Saved entries
───

//! Note and cent conversions.

/// MIDI note of A4, the tuning reference.
pub const REFERENCE_NOTE: f32 = 69.0;
/// Frequency of A4 in Hz.
pub const REFERENCE_FREQUENCY: f32 = 440.0;

/// Equal-tempered frequency of a (possibly fractional) MIDI note.
///
/// ```
/// use tracker_voice::dsp::pitch::note_to_frequency;
/// assert!((note_to_frequency(69.0) - 440.0).abs() < 1e-3);
/// assert!((note_to_frequency(81.0) - 880.0).abs() < 1e-3);
/// ```
#[inline]
pub fn note_to_frequency(note: f32) -> f32 {
    REFERENCE_FREQUENCY * 2.0_f32.powf((note - REFERENCE_NOTE) / 12.0)
}

/// Frequency ratio for an offset in cents.
///
/// ```
/// use tracker_voice::dsp::pitch::cents_to_ratio;
/// assert_eq!(cents_to_ratio(0.0), 1.0);
/// assert!((cents_to_ratio(1200.0) - 2.0).abs() < 1e-6);
/// ```
#[inline]
pub fn cents_to_ratio(cents: f32) -> f32 {
    2.0_f32.powf(cents / 1200.0)
}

───

* TASK STATEMENT *
Set down nothing but the lines from the one with "pub const REFERENCE_FREQUENCY: f32 = 440.0;" through the end of the records, keeping each line exactly as written and including both ends.

* EXERCISE SOLUTION *
pub const REFERENCE_FREQUENCY: f32 = 440.0;

/// Equal-tempered frequency of a (possibly fractional) MIDI note.
///
/// ```
/// use tracker_voice::dsp::pitch::note_to_frequency;
/// assert!((note_to_frequency(69.0) - 440.0).abs() < 1e-3);
/// assert!((note_to_frequency(81.0) - 880.0).abs() < 1e-3);
/// ```
#[inline]
pub fn note_to_frequency(note: f32) -> f32 {
    REFERENCE_FREQUENCY * 2.0_f32.powf((note - REFERENCE_NOTE) / 12.0)
}

/// Frequency ratio for an offset in cents.
///
/// ```
/// use tracker_voice::dsp::pitch::cents_to_ratio;
/// assert_eq!(cents_to_ratio(0.0), 1.0);
/// assert!((cents_to_ratio(1200.0) - 2.0).abs() < 1e-6);
/// ```
#[inline]
pub fn cents_to_ratio(cents: f32) -> f32 {
    2.0_f32.powf(cents / 1200.0)
}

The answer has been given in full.